# PROBLEM TO WORK ON
Please copy every line of the material exactly.

# DATA FOR THE TASK

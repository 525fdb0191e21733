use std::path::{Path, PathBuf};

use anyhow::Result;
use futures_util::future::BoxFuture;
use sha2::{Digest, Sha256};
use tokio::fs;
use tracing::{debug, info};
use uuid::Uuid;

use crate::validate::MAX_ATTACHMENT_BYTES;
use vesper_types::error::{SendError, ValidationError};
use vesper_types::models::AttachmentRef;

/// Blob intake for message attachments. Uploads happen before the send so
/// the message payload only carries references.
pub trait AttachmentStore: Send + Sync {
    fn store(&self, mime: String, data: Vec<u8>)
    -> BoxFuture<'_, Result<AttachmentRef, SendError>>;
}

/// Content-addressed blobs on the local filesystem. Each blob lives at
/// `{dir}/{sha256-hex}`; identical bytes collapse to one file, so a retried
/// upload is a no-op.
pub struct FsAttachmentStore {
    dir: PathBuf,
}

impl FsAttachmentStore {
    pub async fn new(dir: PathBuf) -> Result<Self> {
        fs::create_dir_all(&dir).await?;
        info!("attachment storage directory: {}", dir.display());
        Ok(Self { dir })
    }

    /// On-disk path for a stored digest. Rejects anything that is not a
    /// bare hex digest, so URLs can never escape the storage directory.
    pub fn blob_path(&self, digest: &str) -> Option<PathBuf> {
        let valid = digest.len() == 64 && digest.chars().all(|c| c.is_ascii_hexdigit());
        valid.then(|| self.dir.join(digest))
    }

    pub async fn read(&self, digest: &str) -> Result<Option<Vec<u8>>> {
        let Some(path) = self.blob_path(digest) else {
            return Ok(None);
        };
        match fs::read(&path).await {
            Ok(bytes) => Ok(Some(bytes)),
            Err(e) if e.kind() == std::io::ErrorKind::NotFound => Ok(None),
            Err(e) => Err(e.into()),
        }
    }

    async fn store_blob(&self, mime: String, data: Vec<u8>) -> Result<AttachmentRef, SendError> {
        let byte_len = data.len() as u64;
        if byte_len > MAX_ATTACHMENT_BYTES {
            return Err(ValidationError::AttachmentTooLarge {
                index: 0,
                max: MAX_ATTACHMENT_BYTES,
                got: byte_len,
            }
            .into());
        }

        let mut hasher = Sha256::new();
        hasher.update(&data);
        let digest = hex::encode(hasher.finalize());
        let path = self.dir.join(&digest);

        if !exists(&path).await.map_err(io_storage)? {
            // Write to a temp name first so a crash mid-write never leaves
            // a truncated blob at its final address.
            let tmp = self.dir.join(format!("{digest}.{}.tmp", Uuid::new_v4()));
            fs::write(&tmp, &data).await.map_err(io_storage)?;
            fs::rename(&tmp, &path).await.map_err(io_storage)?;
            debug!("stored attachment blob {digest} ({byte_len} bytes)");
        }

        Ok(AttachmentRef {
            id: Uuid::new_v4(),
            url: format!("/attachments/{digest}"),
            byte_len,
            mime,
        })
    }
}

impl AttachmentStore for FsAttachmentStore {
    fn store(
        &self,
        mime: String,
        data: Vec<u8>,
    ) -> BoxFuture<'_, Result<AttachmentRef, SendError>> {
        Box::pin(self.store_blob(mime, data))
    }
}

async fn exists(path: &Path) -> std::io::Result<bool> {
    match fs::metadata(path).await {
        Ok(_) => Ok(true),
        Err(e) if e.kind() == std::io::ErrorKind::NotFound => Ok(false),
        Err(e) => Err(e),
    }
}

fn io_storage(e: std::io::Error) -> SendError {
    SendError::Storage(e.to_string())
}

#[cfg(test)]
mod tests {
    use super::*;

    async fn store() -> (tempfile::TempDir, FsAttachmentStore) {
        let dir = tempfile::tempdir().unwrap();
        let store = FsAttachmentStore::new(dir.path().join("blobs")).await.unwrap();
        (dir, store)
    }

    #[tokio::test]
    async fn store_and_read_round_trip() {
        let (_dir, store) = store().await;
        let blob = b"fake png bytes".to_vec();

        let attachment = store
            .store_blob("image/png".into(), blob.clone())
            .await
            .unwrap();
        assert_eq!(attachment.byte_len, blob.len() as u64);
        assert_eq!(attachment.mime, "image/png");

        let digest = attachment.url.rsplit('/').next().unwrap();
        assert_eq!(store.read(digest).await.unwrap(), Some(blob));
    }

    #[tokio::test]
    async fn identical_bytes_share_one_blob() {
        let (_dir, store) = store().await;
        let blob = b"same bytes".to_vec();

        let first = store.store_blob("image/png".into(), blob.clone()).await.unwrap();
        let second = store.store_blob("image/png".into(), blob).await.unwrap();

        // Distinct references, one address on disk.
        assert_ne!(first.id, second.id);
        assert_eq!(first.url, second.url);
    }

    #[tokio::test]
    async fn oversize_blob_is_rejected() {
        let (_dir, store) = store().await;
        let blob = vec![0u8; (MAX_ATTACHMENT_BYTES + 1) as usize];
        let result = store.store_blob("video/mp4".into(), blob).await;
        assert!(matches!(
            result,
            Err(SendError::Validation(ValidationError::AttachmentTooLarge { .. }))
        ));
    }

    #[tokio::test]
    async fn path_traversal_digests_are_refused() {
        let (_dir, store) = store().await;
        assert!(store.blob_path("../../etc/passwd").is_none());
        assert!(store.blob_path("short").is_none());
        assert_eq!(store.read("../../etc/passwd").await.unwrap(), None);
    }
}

# ANSWER AREA
repository 525fdb0191e21733
use std::path::{Path, PathBuf};

use anyhow::Result;
use futures_util::future::BoxFuture;
use sha2::{Digest, Sha256};
use tokio::fs;
use tracing::{debug, info};
use uuid::Uuid;

use crate::validate::MAX_ATTACHMENT_BYTES;
use vesper_types::error::{SendError, ValidationError};
use vesper_types::models::AttachmentRef;

/// Blob intake for message attachments. Uploads happen before the send so
/// the message payload only carries references.
pub trait AttachmentStore: Send + Sync {
    fn store(&self, mime: String, data: Vec<u8>)
    -> BoxFuture<'_, Result<AttachmentRef, SendError>>;
}

/// Content-addressed blobs on the local filesystem. Each blob lives at
/// `{dir}/{sha256-hex}`; identical bytes collapse to one file, so a retried
/// upload is a no-op.
pub struct FsAttachmentStore {
    dir: PathBuf,
}

impl FsAttachmentStore {
    pub async fn new(dir: PathBuf) -> Result<Self> {
        fs::create_dir_all(&dir).await?;
        info!("attachment storage directory: {}", dir.display());
        Ok(Self { dir })
    }

    /// On-disk path for a stored digest. Rejects anything that is not a
    /// bare hex digest, so URLs can never escape the storage directory.
    pub fn blob_path(&self, digest: &str) -> Option<PathBuf> {
        let valid = digest.len() == 64 && digest.chars().all(|c| c.is_ascii_hexdigit());
        valid.then(|| self.dir.join(digest))
    }

    pub async fn read(&self, digest: &str) -> Result<Option<Vec<u8>>> {
        let Some(path) = self.blob_path(digest) else {
            return Ok(None);
        };
        match fs::read(&path).await {
            Ok(bytes) => Ok(Some(bytes)),
            Err(e) if e.kind() == std::io::ErrorKind::NotFound => Ok(None),
            Err(e) => Err(e.into()),
        }
    }

    async fn store_blob(&self, mime: String, data: Vec<u8>) -> Result<AttachmentRef, SendError> {
        let byte_len = data.len() as u64;
        if byte_len > MAX_ATTACHMENT_BYTES {
            return Err(ValidationError::AttachmentTooLarge {
                index: 0,
                max: MAX_ATTACHMENT_BYTES,
                got: byte_len,
            }
            .into());
        }

        let mut hasher = Sha256::new();
        hasher.update(&data);
        let digest = hex::encode(hasher.finalize());
        let path = self.dir.join(&digest);

        if !exists(&path).await.map_err(io_storage)? {
            // Write to a temp name first so a crash mid-write never leaves
            // a truncated blob at its final address.
            let tmp = self.dir.join(format!("{digest}.{}.tmp", Uuid::new_v4()));
            fs::write(&tmp, &data).await.map_err(io_storage)?;
            fs::rename(&tmp, &path).await.map_err(io_storage)?;
            debug!("stored attachment blob {digest} ({byte_len} bytes)");
        }

        Ok(AttachmentRef {
            id: Uuid::new_v4(),
            url: format!("/attachments/{digest}"),
            byte_len,
            mime,
        })
    }
}

impl AttachmentStore for FsAttachmentStore {
    fn store(
        &self,
        mime: String,
        data: Vec<u8>,
    ) -> BoxFuture<'_, Result<AttachmentRef, SendError>> {
        Box::pin(self.store_blob(mime, data))
    }
}

async fn exists(path: &Path) -> std::io::Result<bool> {
    match fs::metadata(path).await {
        Ok(_) => Ok(true),
        Err(e) if e.kind() == std::io::ErrorKind::NotFound => Ok(false),
        Err(e) => Err(e),
    }
}

fn io_storage(e: std::io::Error) -> SendError {
    SendError::Storage(e.to_string())
}

#[cfg(test)]
mod tests {
    use super::*;

    async fn store() -> (tempfile::TempDir, FsAttachmentStore) {
        let dir = tempfile::tempdir().unwrap();
        let store = FsAttachmentStore::new(dir.path().join("blobs")).await.unwrap();
        (dir, store)
    }

    #[tokio::test]
    async fn store_and_read_round_trip() {
        let (_dir, store) = store().await;
        let blob = b"fake png bytes".to_vec();

        let attachment = store
            .store_blob("image/png".into(), blob.clone())
            .await
            .unwrap();
        assert_eq!(attachment.byte_len, blob.len() as u64);
        assert_eq!(attachment.mime, "image/png");

        let digest = attachment.url.rsplit('/').next().unwrap();
        assert_eq!(store.read(digest).await.unwrap(), Some(blob));
    }

    #[tokio::test]
    async fn identical_bytes_share_one_blob() {
        let (_dir, store) = store().await;
        let blob = b"same bytes".to_vec();

        let first = store.store_blob("image/png".into(), blob.clone()).await.unwrap();
        let second = store.store_blob("image/png".into(), blob).await.unwrap();

        // Distinct references, one address on disk.
        assert_ne!(first.id, second.id);
        assert_eq!(first.url, second.url);
    }

    #[tokio::test]
    async fn oversize_blob_is_rejected() {
        let (_dir, store) = store().await;
        let blob = vec![0u8; (MAX_ATTACHMENT_BYTES + 1) as usize];
        let result = store.store_blob("video/mp4".into(), blob).await;
        assert!(matches!(
            result,
            Err(SendError::Validation(ValidationError::AttachmentTooLarge { .. }))
        ));
    }

    #[tokio::test]
    async fn path_traversal_digests_are_refused() {
        let (_dir, store) = store().await;
        assert!(store.blob_path("../../etc/passwd").is_none());
        assert!(store.blob_path("short").is_none());
        assert_eq!(store.read("../../etc/passwd").await.unwrap(), None);
    }
}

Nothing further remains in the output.